La Chine confirme la mort d'un homme ouïghour dont la famille dit avoir été détenu dans les camps du Xinjiang | Ouïghours
Le gouvernement chinois a pris la rare mesure de confirmer officiellement à l'ONU la mort d'un homme ouïghour dont la famille pense qu'il était détenu dans un camp d'internement du Xinjiang depuis 2017.
Plus d'un million de personnes des communautés musulmanes ouïghoures et turques de l'extrême ouest du Xinjiang auraient été détenues dans des camps depuis 2017, dans le cadre d'une répression des minorités ethniques qui, selon les experts, équivaut à un génocide culturel. Le Parti communiste chinois (PCC) a refusé à plusieurs reprises les demandes des organismes internationaux de visiter et d'enquêter de manière indépendante dans la région, malgré une réaction internationale croissante.

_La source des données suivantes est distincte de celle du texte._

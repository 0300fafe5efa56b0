use axum::{
    Extension, Json,
    extract::{Path, Query, State},
};
use services::attendance_record::{AttendanceEntry, AttendanceRecorder};
use services::attendance_stats::{AttendanceStats, SessionStats};
use services::session_registry::{ScopeStatus, SessionRegistry, SessionSummary};
use util::state::AppState;

use super::common::{SessionStatusQuery, context};
use crate::auth::AuthUser;
use crate::response::{ApiError, ApiResponse};

/// GET /api/attendance/sessions/active
///
/// The caller's active session, used by clients to resume after a reload.
///
/// ### Responses
/// - `200 OK` → the session summary
/// - `404 Not Found` → no active session
pub async fn get_active_session(
    State(state): State<AppState>,
    Extension(user): Extension<AuthUser>,
) -> Result<Json<ApiResponse<SessionSummary>>, ApiError> {
    let session = SessionRegistry::active_for(&context(&state, &user)).await?;
    Ok(Json(ApiResponse::success(session, "Active session found")))
}

/// GET /api/attendance/sessions/status?department_id=&option_id=&course_id=
///
/// Whether a session for the given scope is active. Lecturers only see their own.
pub async fn get_session_status(
    State(state): State<AppState>,
    Extension(user): Extension<AuthUser>,
    Query(q): Query<SessionStatusQuery>,
) -> Result<Json<ApiResponse<ScopeStatus>>, ApiError> {
    let status = SessionRegistry::status_for_scope(
        &context(&state, &user),
        q.department_id,
        q.option_id,
        q.course_id,
    )
    .await?;

    let message = if status.active {
        "Session is active"
    } else {
        "No active session for this scope"
    };
    Ok(Json(ApiResponse::success(status, message)))
}

/// GET /api/attendance/sessions/{session_id}
pub async fn get_session(
    State(state): State<AppState>,
    Extension(user): Extension<AuthUser>,
    Path(session_id): Path<i64>,
) -> Result<Json<ApiResponse<SessionSummary>>, ApiError> {
    let session = SessionRegistry::get_session(&context(&state, &user), session_id).await?;
    Ok(Json(ApiResponse::success(session, "Session retrieved")))
}

/// GET /api/attendance/sessions/{session_id}/records
///
/// Live attendance list, newest first. Polled by the client while the session runs.
pub async fn get_attendance_history(
    State(state): State<AppState>,
    Extension(user): Extension<AuthUser>,
    Path(session_id): Path<i64>,
) -> Result<Json<ApiResponse<Vec<AttendanceEntry>>>, ApiError> {
    let entries = AttendanceRecorder::history(&context(&state, &user), session_id).await?;
    Ok(Json(ApiResponse::success(entries, "Attendance records retrieved")))
}

/// GET /api/attendance/sessions/{session_id}/stats
pub async fn get_session_stats(
    State(state): State<AppState>,
    Extension(user): Extension<AuthUser>,
    Path(session_id): Path<i64>,
) -> Result<Json<ApiResponse<SessionStats>>, ApiError> {
    let stats = AttendanceStats::compute(&context(&state, &user), session_id).await?;
    Ok(Json(ApiResponse::success(stats, "Session statistics computed")))
}
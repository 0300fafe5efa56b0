use axum::http::{Method, StatusCode};
use serde_json::json;
use serial_test::serial;
use tower::ServiceExt;

use crate::helpers::app::OTHER_LECTURER_USER;
use crate::helpers::{body_json, make_test_app, request};

#[tokio::test]
#[serial]
async fn active_session_is_404_until_started() {
    let t = make_test_app(1).await;
    let uri = "/api/attendance/sessions/active";

    let resp = t
        .app
        .clone()
        .oneshot(request(Method::GET, uri, Some(&t.lecturer_token()), None))
        .await
        .unwrap();
    assert_eq!(resp.status(), StatusCode::NOT_FOUND);

    let sid = t.start_session().await;

    let resp = t
        .app
        .clone()
        .oneshot(request(Method::GET, uri, Some(&t.lecturer_token()), None))
        .await
        .unwrap();
    assert_eq!(resp.status(), StatusCode::OK);
    let json = body_json(resp).await;
    assert_eq!(json["data"]["id"], sid);
    assert_eq!(json["data"]["total_students"], 1);
}

#[tokio::test]
#[serial]
async fn scope_status_reports_active_session() {
    let t = make_test_app(1).await;
    let uri = format!(
        "/api/attendance/sessions/status?department_id={}&option_id={}&course_id={}",
        t.fx.department.id, t.fx.option.id, t.fx.course.id
    );

    let resp = t
        .app
        .clone()
        .oneshot(request(Method::GET, &uri, Some(&t.lecturer_token()), None))
        .await
        .unwrap();
    let json = body_json(resp).await;
    assert_eq!(json["data"]["active"], false);
    assert!(json["data"]["session"].is_null());

    let sid = t.start_session().await;

    let resp = t
        .app
        .clone()
        .oneshot(request(Method::GET, &uri, Some(&t.lecturer_token()), None))
        .await
        .unwrap();
    assert_eq!(resp.status(), StatusCode::OK);
    let json = body_json(resp).await;
    assert_eq!(json["data"]["active"], true);
    assert_eq!(json["data"]["session"]["id"], sid);
}

#[tokio::test]
#[serial]
async fn scope_status_shows_own_session_alongside_a_colleague() {
    let t = make_test_app(1).await;
    db::models::lecturer::Model::create(t.state.db(), 503, t.fx.department.id, "Grace", "Hopper")
        .await
        .unwrap();

    let mine = t.start_session().await;

    let req = request(
        Method::POST,
        "/api/attendance/sessions",
        Some(&t.token(503, false)),
        Some(t.start_body(t.fx.course.id, false)),
    );
    let resp = t.app.clone().oneshot(req).await.unwrap();
    assert_eq!(resp.status(), StatusCode::CREATED);
    let theirs = body_json(resp).await["data"]["session"]["id"].as_i64().unwrap();
    assert_ne!(mine, theirs);

    let uri = format!(
        "/api/attendance/sessions/status?department_id={}&option_id={}&course_id={}",
        t.fx.department.id, t.fx.option.id, t.fx.course.id
    );
    let resp = t
        .app
        .clone()
        .oneshot(request(Method::GET, &uri, Some(&t.lecturer_token()), None))
        .await
        .unwrap();
    let json = body_json(resp).await;
    assert_eq!(json["data"]["active"], true);
    assert_eq!(json["data"]["session"]["id"], mine);
}

#[tokio::test]
#[serial]
async fn stats_follow_recorded_attendance() {
    let t = make_test_app(4).await;
    let sid = t.start_session().await;
    let records = format!("/api/attendance/sessions/{sid}/records");

    for (student, method) in [
        (t.students[0], "face_recognition"),
        (t.students[1], "face_recognition"),
        (t.students[2], "fingerprint"),
    ] {
        let body = json!({ "student_id": student, "method": method, "status": "present" });
        let resp = t
            .app
            .clone()
            .oneshot(request(Method::POST, &records, Some(&t.lecturer_token()), Some(body)))
            .await
            .unwrap();
        assert_eq!(resp.status(), StatusCode::OK);
    }

    let resp = t
        .app
        .clone()
        .oneshot(request(
            Method::GET,
            &format!("/api/attendance/sessions/{sid}/stats"),
            Some(&t.lecturer_token()),
            None,
        ))
        .await
        .unwrap();

    assert_eq!(resp.status(), StatusCode::OK);
    let json = body_json(resp).await;
    let stats = &json["data"];
    assert_eq!(stats["total_students"], 4);
    assert_eq!(stats["present_count"], 3);
    assert_eq!(stats["absent_count"], 1);
    assert_eq!(stats["attendance_rate"], 75.0);

    let breakdown = stats["method_breakdown"].as_array().unwrap();
    assert_eq!(breakdown.len(), 2);
    let face = breakdown
        .iter()
        .find(|m| m["method"] == "face_recognition")
        .unwrap();
    assert_eq!(face["count"], 2);
}

#[tokio::test]
#[serial]
async fn history_lists_student_details() {
    let t = make_test_app(2).await;
    let sid = t.start_session().await;
    let uri = format!("/api/attendance/sessions/{sid}/records");

    let body = json!({ "student_id": t.students[0], "method": "manual", "status": "present" });
    t.app
        .clone()
        .oneshot(request(Method::POST, &uri, Some(&t.lecturer_token()), Some(body)))
        .await
        .unwrap();

    let resp = t
        .app
        .clone()
        .oneshot(request(Method::GET, &uri, Some(&t.lecturer_token()), None))
        .await
        .unwrap();
    assert_eq!(resp.status(), StatusCode::OK);
    let json = body_json(resp).await;
    let rows = json["data"].as_array().unwrap();
    assert_eq!(rows.len(), 1);
    assert_eq!(rows[0]["reg_no"], "REG00001");
    assert_eq!(rows[0]["method"], "manual");
}

#[tokio::test]
#[serial]
async fn other_lecturer_cannot_read_session() {
    let t = make_test_app(1).await;
    let sid = t.start_session().await;
    let other = t.token(OTHER_LECTURER_USER, false);

    for path in ["", "/records", "/stats"] {
        let resp = t
            .app
            .clone()
            .oneshot(request(
                Method::GET,
                &format!("/api/attendance/sessions/{sid}{path}"),
                Some(&other),
                None,
            ))
            .await
            .unwrap();
        assert_eq!(resp.status(), StatusCode::FORBIDDEN, "path {path:?}");
    }
}

#[tokio::test]
#[serial]
async fn unknown_session_is_404() {
    let t = make_test_app(0).await;

    let resp = t
        .app
        .clone()
        .oneshot(request(
            Method::GET,
            "/api/attendance/sessions/9999",
            Some(&t.lecturer_token()),
            None,
        ))
        .await
        .unwrap();

    assert_eq!(resp.status(), StatusCode::NOT_FOUND);
    assert_eq!(body_json(resp).await["status"], "error");
}
use async_trait::async_trait;
use colored::*;
use futures::FutureExt;
use sea_orm::{DatabaseConnection, DbErr};
use std::io::{self, Write};
use std::time::Instant;

const STATUS_COLUMN: usize = 80;

#[async_trait]
pub trait Seeder {
    async fn seed(&self, db: &DatabaseConnection) -> Result<(), DbErr>;
}

/// Runs one seeder and prints a `done`/`failed` status line. Exits the process on failure.
pub async fn run_seeder<S: Seeder + ?Sized>(seeder: &S, name: &str, db: &DatabaseConnection) {
    let base_msg = format!("Seeding {}", name.bold());
    let dots = ".".repeat(STATUS_COLUMN.saturating_sub(base_msg.len()));
    print!("{}{} ", base_msg, dots);
    let _ = io::stdout().flush();

    let start = Instant::now();
    match std::panic::AssertUnwindSafe(seeder.seed(db))
        .catch_unwind()
        .await
    {
        Ok(Ok(())) => {
            let time_str = format!("({:.2?})", start.elapsed()).dimmed();
            println!("{} {}", "done".green(), time_str);
        }
        Ok(Err(e)) => {
            println!("{}", "failed".red());
            eprintln!("{e}");
            std::process::exit(1);
        }
        Err(_) => {
            println!("{}", "failed".red());
            std::process::exit(1);
        }
    }
}
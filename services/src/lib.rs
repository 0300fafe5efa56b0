//! Attendance session core: registry, lifecycle, recorder and statistics.

pub mod attendance_record;
pub mod attendance_stats;
pub mod context;
pub mod error;
pub mod scope;
pub mod session_lifecycle;
pub mod session_registry;

#[cfg(test)]
mod testing;

pub use context::{Actor, RequestContext};
pub use error::{AttendanceError, AttendanceResult};
use sea_orm_migration::prelude::*;

use crate::migrations;

pub struct Migrator;

#[async_trait::async_trait]
impl MigratorTrait for Migrator {
    fn migrations() -> Vec<Box<dyn MigrationTrait>> {
        vec![
            Box::new(migrations::m202510010001_create_departments::Migration),
            Box::new(migrations::m202510010002_create_options::Migration),
            Box::new(migrations::m202510010003_create_lecturers::Migration),
            Box::new(migrations::m202510010004_create_courses::Migration),
            Box::new(migrations::m202510010005_create_students::Migration),
            Box::new(migrations::m202510010006_create_attendance::Migration),
        ]
    }
}
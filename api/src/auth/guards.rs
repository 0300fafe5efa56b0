use crate::auth::claims::AuthUser;
use crate::response::ApiResponse;
use axum::{
    Json,
    body::Body,
    extract::FromRequestParts,
    http::{Request, StatusCode},
    middleware::Next,
    response::Response,
};

#[derive(serde::Serialize, Default)]
pub struct Empty;

/// Extracts and validates the caller, and stores it in the request extensions
/// so handlers can take `Extension<AuthUser>`.
async fn extract_and_insert_authuser(
    req: Request<Body>,
) -> Result<(Request<Body>, AuthUser), (StatusCode, Json<ApiResponse<Empty>>)> {
    let (mut parts, body) = req.into_parts();
    let user = AuthUser::from_request_parts(&mut parts, &())
        .await
        .map_err(|(code, msg)| (code, Json(ApiResponse::error(msg))))?;

    let mut req = Request::from_parts(parts, body);
    req.extensions_mut().insert(user.clone());
    Ok((req, user))
}

/// Any authenticated user. Per-session ownership is checked by the core.
pub async fn allow_authenticated(
    req: Request<Body>,
    next: Next,
) -> Result<Response, (StatusCode, Json<ApiResponse<Empty>>)> {
    let (req, _user) = extract_and_insert_authuser(req).await?;

    Ok(next.run(req).await)
}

La disparition d'Abdulghafur Hapiz a été enregistrée auprès du Groupe de travail des Nations Unies sur les disparitions forcées ou involontaires (WGEID) en avril 2019, mais le gouvernement chinois n'a répondu aux demandes de renseignements formelles que ce mois-ci. Lorsqu'il a répondu, dans un document vu par le Guardian, il a déclaré à WGEID que le chauffeur à la retraite de Kashgar était décédé il y a près de deux ans, le 3 novembre 2018, de «pneumonie sévère et tuberculose».
«Je ne le crois pas», a déclaré sa fille, Fatimah Abdulghafur, au Guardian. «S'il mourait de quoi que ce soit, ce serait le diabète.»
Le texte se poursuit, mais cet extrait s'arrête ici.